Alguna manera debería haber de evitar que de las cincuenta cajas dispuestas en el híper sólo se atienda en dos, y por dos jovencitas sobradamente preparadas pero carentes de experiencia y habilidad para atender antes del cierre a las doscientas mil personas que esperamos salir de la sección de congelados.
Simplemente lo que quiero es huir de agosto, de sus temperaturas y de los becarios. De algunos becarios o sustitutos, claro, que yo también he sido sustituto. Si no fuera poco tener que soportar temperaturas para las que uno ya no tiene edad ni ganas, además están los sustitutos. Miren, este calor no puede ser bueno para nada, abruma, es insoportable, a veces ni por la noche se está medianamente bien.
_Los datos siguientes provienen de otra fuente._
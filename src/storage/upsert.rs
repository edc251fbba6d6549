//! Strategy dispatch for loading metrics into a [`MetricStore`].

use serde::{Deserialize, Serialize};
use tracing::info;

use crate::config::UpsertStrategy;
use crate::error::PipelineResult;
use crate::models::ReconciledMetric;

use super::{MergeOutcome, MetricStore};

/// Counts of what a load did to the destination.
#[derive(Debug, Clone, Copy, PartialEq, Eq, Serialize, Deserialize)]
pub struct LoadSummary {
    /// The strategy that was applied.
    pub strategy: UpsertStrategy,
    /// Rows inserted for keys that were not present (merge).
    pub inserted: u64,
    /// Rows overwritten in place (merge).
    pub updated: u64,
    /// Rows written after discarding the previous content (replace).
    pub replaced: u64,
}

impl LoadSummary {
    fn new(strategy: UpsertStrategy) -> Self {
        Self {
            strategy,
            inserted: 0,
            updated: 0,
            replaced: 0,
        }
    }
}

/// Synchronizes the destination with `metrics` using `strategy`.
///
/// The table is created first if needed. Under [`UpsertStrategy::Merge`]
/// each metric is merged in its own transaction, so a failure part way
/// through leaves earlier rows applied and the failing row untouched. Under
/// [`UpsertStrategy::Replace`] the whole set is written in one transaction.
///
/// Either way the destination ends up with exactly one row per metric key.
///
/// # Example
///
/// ```
/// use salary_per_hour::config::UpsertStrategy;
/// use salary_per_hour::models::ReconciledMetric;
/// use salary_per_hour::storage::{InMemoryMetricStore, load_metrics};
/// use rust_decimal::Decimal;
///
/// let runtime = tokio::runtime::Runtime::new().unwrap();
/// let store = InMemoryMetricStore::new("mart.salary_per_hour");
/// let metrics = vec![ReconciledMetric {
///     year: 2024,
///     month: 1,
///     branch_id: 5,
///     salary_per_hour: Decimal::new(1000, 0),
/// }];
///
/// let summary = runtime
///     .block_on(load_metrics(&store, &metrics, UpsertStrategy::Merge))
///     .unwrap();
/// assert_eq!(summary.inserted, 1);
/// ```
pub async fn load_metrics(
    store: &dyn MetricStore,
    metrics: &[ReconciledMetric],
    strategy: UpsertStrategy,
) -> PipelineResult<LoadSummary> {
    store.ensure_table().await?;
    info!(table = store.table(), "destination table ready");

    let mut summary = LoadSummary::new(strategy);
    match strategy {
        UpsertStrategy::Merge => {
            for metric in metrics {
                match store.merge_metric(metric).await? {
                    MergeOutcome::Inserted => summary.inserted += 1,
                    MergeOutcome::Updated => summary.updated += 1,
                }
            }
        }
        UpsertStrategy::Replace => {
            summary.replaced = store.replace_all(metrics).await?;
        }
    }

    info!(
        table = store.table(),
        strategy = %strategy,
        inserted = summary.inserted,
        updated = summary.updated,
        replaced = summary.replaced,
        "metrics loaded"
    );
    Ok(summary)
}

#[cfg(test)]
mod tests {
    use super::*;
    use crate::error::PipelineError;
    use crate::storage::InMemoryMetricStore;
    use rust_decimal::Decimal;

    fn metric(month: u32, branch_id: i32, value: i64) -> ReconciledMetric {
        ReconciledMetric {
            year: 2024,
            month,
            branch_id,
            salary_per_hour: Decimal::new(value, 0),
        }
    }

    #[tokio::test]
    async fn test_merge_inserts_then_updates() {
        let store = InMemoryMetricStore::new("mart.salary_per_hour");

        let first = load_metrics(&store, &[metric(1, 5, 1000)], UpsertStrategy::Merge)
            .await
            .unwrap();
        let second = load_metrics(
            &store,
            &[metric(1, 5, 1200), metric(2, 5, 900)],
            UpsertStrategy::Merge,
        )
        .await
        .unwrap();

        assert_eq!((first.inserted, first.updated), (1, 0));
        assert_eq!((second.inserted, second.updated), (1, 1));
        assert_eq!(
            store.fetch_all().await.unwrap(),
            vec![metric(1, 5, 1200), metric(2, 5, 900)]
        );
    }

    #[tokio::test]
    async fn test_merge_keeps_keys_absent_from_run() {
        let store = InMemoryMetricStore::new("mart.salary_per_hour");

        load_metrics(&store, &[metric(1, 5, 1000)], UpsertStrategy::Merge)
            .await
            .unwrap();
        load_metrics(&store, &[metric(1, 6, 800)], UpsertStrategy::Merge)
            .await
            .unwrap();

        assert_eq!(store.fetch_all().await.unwrap().len(), 2);
    }

    #[tokio::test]
    async fn test_replace_discards_previous_rows() {
        let store = InMemoryMetricStore::new("mart.salary_per_hour");

        load_metrics(
            &store,
            &[metric(1, 5, 1000), metric(1, 6, 800)],
            UpsertStrategy::Replace,
        )
        .await
        .unwrap();
        let summary = load_metrics(&store, &[metric(2, 5, 900)], UpsertStrategy::Replace)
            .await
            .unwrap();

        assert_eq!(summary.replaced, 1);
        assert_eq!(store.fetch_all().await.unwrap(), vec![metric(2, 5, 900)]);
    }

    #[tokio::test]
    async fn test_failure_propagates() {
        let store = InMemoryMetricStore::new("mart.sph").failing_on("replace");

        let result = load_metrics(&store, &[metric(1, 5, 1000)], UpsertStrategy::Replace).await;

        assert!(matches!(result, Err(PipelineError::Persistence { .. })));
    }
}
Ni siquiera este agosto, en el que afortunadamente la cosa no ha llegado, como hace dos años, hasta donde nos habían anunciado los agoreros del tiempo.
Sólo hay dos buenos sitios para resistir hasta que llegue septiembre. Uno es la sección de congelados de los supermercados, que además de ser una escuela entretenidísima de sociología urbana te deja estar a una temperatura soportable todo el tiempo que quieras. El otro es la propia casa. Atrincherado, digo. Te pasas la última semana de julio proveyéndote de todo cuanto vayas a necesitar, un libro, comida preparada, papel higiénico, bebida y tabaco, básicamente. Contratas un par de pelis por día a los de la tele de pago, bajas las persianas, echas cuatro vueltas a la llave y les dices a los vecinos que te vas a Fernando Poo, por ejemplo. Y te quedas tan a gusto, solito, sin calor, sin esas abrumantes masas turísticas en camisetas de tirantes que van y vienen sin saber a dónde. Que ésa es otra.
Pero además en agosto estamos en manos de los becarios, allá donde vayamos dependemos de becarios o sustitutos. En la radio se les nota más, claro. Porque la radio es voz y ellos, algunos, no saben vocalizar, hablan monótonamente, sin entonación, sin mover los labios, con indescifrable rapidez, sin pensar en lo que están leyendo, sólo deseando, Señor, que este cáliz pase cuanto antes.
Y en el banco. Uno va a hacer una simple, elemental y sencillísima gestión y de pronto se encuentra en las manos del meritorio de turno, “uf, es que este ordenador no le conozco y... ”. Los trámites se alargan irresolublemente, repletos de rectificaciones y de “espera a ver lo que sale que no sé si..”. Al final la cola de clientes se alarga y empiezan los nervios, las toses y los picores. Y alguna frase más alta que otra. Hasta que surgiendo de su recóndita caverna aparece el director de la oficina que supuestamente debería tener algo de responsabilidad en aquel lugar, toma el mando y vuelve a rehacer, paso a paso, la última media hora. Al final, ante una íntima desconfianza, uno termina por comprobar las operaciones en el cajero automático de la puerta, que es la única persona seria de la oficina y que no toma nunca vacaciones.
Debería haber alguna ley que obligase a que alguien con suficiente conocimiento de ocio y negocio permanezca a los mandos de la nave para que no haga aguas, y uso el plural conscientemente. Debería haber un automatismo semejante también en fábricas y restaurantes, en talleres y oficinas, en despachos y cafeterías. Me extraña que cuando las ciencias adelantan que es una barbaridad nadie haya inventado el becario automático, el sustituto cibernético que reparta las vacaciones sin que se resienta el cliente.
Alguna manera debería haber de evitar que de las cincuenta cajas dispuestas en el híper sólo se atienda en dos, y por dos jovencitas sobradamente preparadas pero carentes de experiencia y habilidad para atender antes del cierre a las doscientas mil personas que esperamos salir de la sección de congelados.